* _RECORDS TO USE_:
________________________________________

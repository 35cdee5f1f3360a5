use axum::extract::{Host, Path, State};
use axum::http::StatusCode;
use axum::response::{IntoResponse, Response};

use crate::dispatch::AppState;

/// `/_stager/api/<method>`. Only `ready` (GET) is recognised today: there's
/// no extensive API surface to speak of yet, so there's no need to
/// over-build this.
///
/// Path comparison strips the `/_stager/api/` prefix and compares the
/// remainder to `"ready"`, not `"/ready"`.
pub async fn api(
    State(state): State<AppState>,
    Host(host): Host,
    Path(method): Path<String>,
) -> Response {
    let method = method.trim_start_matches('/');

    if method != "ready" {
        return (
            StatusCode::NOT_FOUND,
            format!("Stager API method {method} not found."),
        )
            .into_response();
    }

    let tenant = state.manager.config().tenant_name(&host).to_string();
    let ready = is_ready(&state, &tenant).await;
    (StatusCode::OK, if ready { "true" } else { "false" }).into_response()
}

/// Lookup-only readiness check, factored out of [`api`] so it's testable
/// without a full `axum` request. Must never trigger a cold start.
pub async fn is_ready(state: &AppState, tenant: &str) -> bool {
    match state.manager.lookup(tenant).await {
        Some(worker) => worker.state.load() == stager_core::WorkerState::Running,
        None => false,
    }
}

#[cfg(test)]
mod tests {
    use super::*;
    use crate::config::{CliArgs, build_config};
    use crate::templates;
    use stager_core::{Manager, WorkerState};

    fn no_flags() -> CliArgs {
        CliArgs {
            config: None,
            domain_suffix: None,
            listen: None,
            base_port: None,
            max_instances: None,
            proxy_format: None,
            idle_time: None,
            resource_dir: None,
            hold_for: None,
            init_command: None,
        }
    }

    fn test_state() -> AppState {
        let config = build_config(&no_flags()).unwrap();
        let (manager, _notify_rx) = Manager::new(config);
        AppState {
            manager,
            templates: templates::templates(None),
        }
    }

    #[tokio::test]
    async fn unknown_tenant_is_not_ready_without_creating_a_worker() {
        let state = test_state();
        assert!(!is_ready(&state, "nobody").await);
        assert!(state.manager.lookup("nobody").await.is_none());
    }

    #[tokio::test]
    async fn running_worker_is_ready() {
        let state = test_state();
        let worker = state.manager.get("acme").await.unwrap();
        worker.state.store(WorkerState::Running);
        assert!(is_ready(&state, "acme").await);
    }

    #[tokio::test]
    async fn started_worker_is_not_yet_ready() {
        let state = test_state();
        state.manager.get("acme").await.unwrap();
        assert!(!is_ready(&state, "acme").await);
    }
}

________________________________________

* _EXERCISE DIRECTIONS_: Given the entries above, count how many lines include the word "axum"; respond with the number only.

* _THE ANSWER_: 4